I can't find a proof of transitivity.

This ordering has properties:

a <= b -> a^-1 <= b^-1

a1 <= b1 and a2 <= b2 -> a1*a2 <= b1*b2

If a and b are idempotents, then a <= b for a = a*b

If b is an idempotent, then a must also be an idempotent.

Proof: in a = b*(a^-1*a) both factors on the rhs are idempotents, and the rhs is thus an idempotent, making a an idempotent.

If these orderings are all equalities, then the algebra is a group, and vice versa. Proof: for two idempotents e, f: e <= f and f <= e, meaning that e*f = e = f -- only one idempotent, thus a group. But if a group: for a <= b, a = b*a^-1*a = b*e = b (e = identity). Thus, b <= a also.

 

[lpetrich]

Returning to near-rings, like rings but with a noncommutative additive group, I must note that the product elements, R*R for near-ring R, need not form a group under addition, though their sums are abelian.

From left and right distributivity for (a+c)*(d+b), a*b + c*d = c*d + a*b. If the near-ring has a multiplicative identity, then the additive group is abelian, making the near-ring a proper sort of ring.

As I'd derived earlier, R*a for each a is a homomorphism of R onto some subgroup of R, and that is also true of a*R for each a. So R must have some normal-subgroup quotient group that is isomorphic to some subgroup of R. The trivial one is the identity group, {0}, so what nontrivial ones exist?

Each group R*a and a*R is abelian over addition, meaning that if nontrivial, the additive group must have a commutator subgroup that is smaller than it. This is because the commutator subgroup's quotient group is the maximal abelian quotient group, meaning that all other abelian quotient groups are subgroups of it.

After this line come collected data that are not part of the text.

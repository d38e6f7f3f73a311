//! In-process datagram fabric
//!
//! Endpoints get synthetic `127.0.0.1` addresses and exchange datagrams
//! through per-endpoint queues. Delivery is ordered and lossless unless the
//! destination is not bound, in which case the datagram vanishes as it would
//! on a real network.

use super::Transport;
use crate::{Result, TransportError};
use bytes::Bytes;
use std::cell::RefCell;
use std::collections::{HashMap, VecDeque};
use std::net::SocketAddr;
use std::rc::Rc;
use tracing::{debug, trace};

const FIRST_PORT: u16 = 40_000;

type Queue = VecDeque<(SocketAddr, Bytes)>;

#[derive(Default)]
struct Fabric {
    next_port: u16,
    queues: HashMap<SocketAddr, Queue>,
    undeliverable: u64,
}

impl Fabric {
    fn allocate(&mut self) -> SocketAddr {
        loop {
            let port = FIRST_PORT.wrapping_add(self.next_port);
            self.next_port = self.next_port.wrapping_add(1);
            let addr = SocketAddr::from(([127, 0, 0, 1], port));
            if !self.queues.contains_key(&addr) {
                return addr;
            }
        }
    }

    fn push(&mut self, from: SocketAddr, to: SocketAddr, data: Bytes) {
        match self.queues.get_mut(&to) {
            Some(queue) => {
                trace!(%from, %to, bytes = data.len(), "memory datagram queued");
                queue.push_back((from, data));
            }
            None => {
                self.undeliverable += 1;
                debug!(%from, %to, "memory datagram to unbound address dropped");
            }
        }
    }
}

/// Shared in-process network; clones refer to the same fabric
#[derive(Clone, Default)]
pub struct MemoryNetwork {
    fabric: Rc<RefCell<Fabric>>,
}

impl MemoryNetwork {
    pub fn new() -> Self {
        Self::default()
    }

    /// Bind an endpoint at the next free synthetic address
    pub fn bind(&self) -> MemoryTransport {
        let mut fabric = self.fabric.borrow_mut();
        let addr = fabric.allocate();
        fabric.queues.insert(addr, Queue::new());
        MemoryTransport {
            fabric: Rc::clone(&self.fabric),
            addr,
        }
    }

    /// Bind an endpoint at a chosen address
    pub fn bind_at(&self, addr: SocketAddr) -> Result<MemoryTransport> {
        let mut fabric = self.fabric.borrow_mut();
        if fabric.queues.contains_key(&addr) {
            return Err(TransportError::AddressInUse { addr });
        }
        fabric.queues.insert(addr, Queue::new());
        Ok(MemoryTransport {
            fabric: Rc::clone(&self.fabric),
            addr,
        })
    }

    /// Queue a datagram that appears to come from `from`, bound or not
    pub fn inject(&self, from: SocketAddr, to: SocketAddr, data: &[u8]) {
        self.fabric
            .borrow_mut()
            .push(from, to, Bytes::copy_from_slice(data));
    }

    /// Datagrams waiting at `addr`
    pub fn pending(&self, addr: SocketAddr) -> usize {
        self.fabric
            .borrow()
            .queues
            .get(&addr)
            .map_or(0, VecDeque::len)
    }

    /// Datagrams sent to addresses nobody had bound
    pub fn undeliverable(&self) -> u64 {
        self.fabric.borrow().undeliverable
    }
}

/// One endpoint of a [`MemoryNetwork`]; unbinds on drop
pub struct MemoryTransport {
    fabric: Rc<RefCell<Fabric>>,
    addr: SocketAddr,
}

impl MemoryTransport {
    pub fn addr(&self) -> SocketAddr {
        self.addr
    }
}

impl Transport for MemoryTransport {
    fn try_receive(&self) -> Result<Option<(SocketAddr, Bytes)>> {
        Ok(self
            .fabric
            .borrow_mut()
            .queues
            .get_mut(&self.addr)
            .and_then(VecDeque::pop_front))
    }

    fn send(&self, addr: SocketAddr, data: &[u8]) -> Result<()> {
        self.fabric
            .borrow_mut()
            .push(self.addr, addr, Bytes::copy_from_slice(data));
        Ok(())
    }

    fn local_addr(&self) -> Result<SocketAddr> {
        Ok(self.addr)
    }
}

impl Drop for MemoryTransport {
    fn drop(&mut self) {
        self.fabric.borrow_mut().queues.remove(&self.addr);
    }
}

The abelianness of R*R has an additional consequence. For conjugacy classes A and B, A*B = c where c is one element. Also, for a*b = c, order(c) evenly divides gcd(order(a),order(b)), where order(a) is the smallest positive integer of a's that make a+a+a+...+a = 0.

None of the proofs of these results use another ring property, associativity of multiplication -- they only use multiplication of two variables.

 

[lpetrich]

Or for a*b, order(c) evenly divides both order(a) and order(b).

Having done D3, I'll do D4. Dihedral group D(n) has elements of form a^k or a^k*b where b² = e, aⁿ = e, and a*b = b*a^-1.

For D3, r1 = a, r2 = a², s1 = b, s2 = a*b, and s3 = a²*b

For D4, there are three subgroups with quotient group Z2. With their cosets, {e, a, a², a³; b, a*b, a²*b, a³*b} and {e, a², b, a²*b; a, a³, a*b, a³*b} and {e, a², a*b, a³*b; a, a³, b, a²*b} the third one being the second one with b -> a*b.

There is one with an order-4 quotient group: Z2*Z2. With its cosets, {e, a²; a, a³; b, a²*b; a*b, a³*b}

I'll take on the Z2 case, with the subgroup H and its coset J. H*H = H*J = J*H = e and J*J = e or a² or a^k*b -- H or J.

The associative property is satisfied.

For the Z2*Z2 case, the subgroup is H and its cosets are, in order, J, K1, K2. The products map onto e or a² or a^k*b, where for each X, X*Y for each y maps onto all H's or two H's and two of the others. Also, H*X = X*H = e. Since e is in H, that makes H a zero.

For associativity, I use semigroup results to proceed further. I have a list of all order-4 semigroups to within relabeling and to within operation-order reversal. There are 126 of them, but I can trim down that list by using constraints. Having a zero gives 67. Using the homomorphism constraint gives 3.

I find {K1,K2}*{K1,K2} or else {J,K2}*{J,K2} or else {J,K1}*{J,K1} = e or a² or a^k*b -- H or K1 or K2 -- with all the others e.

So I'll leave off here unless I can get some further insight.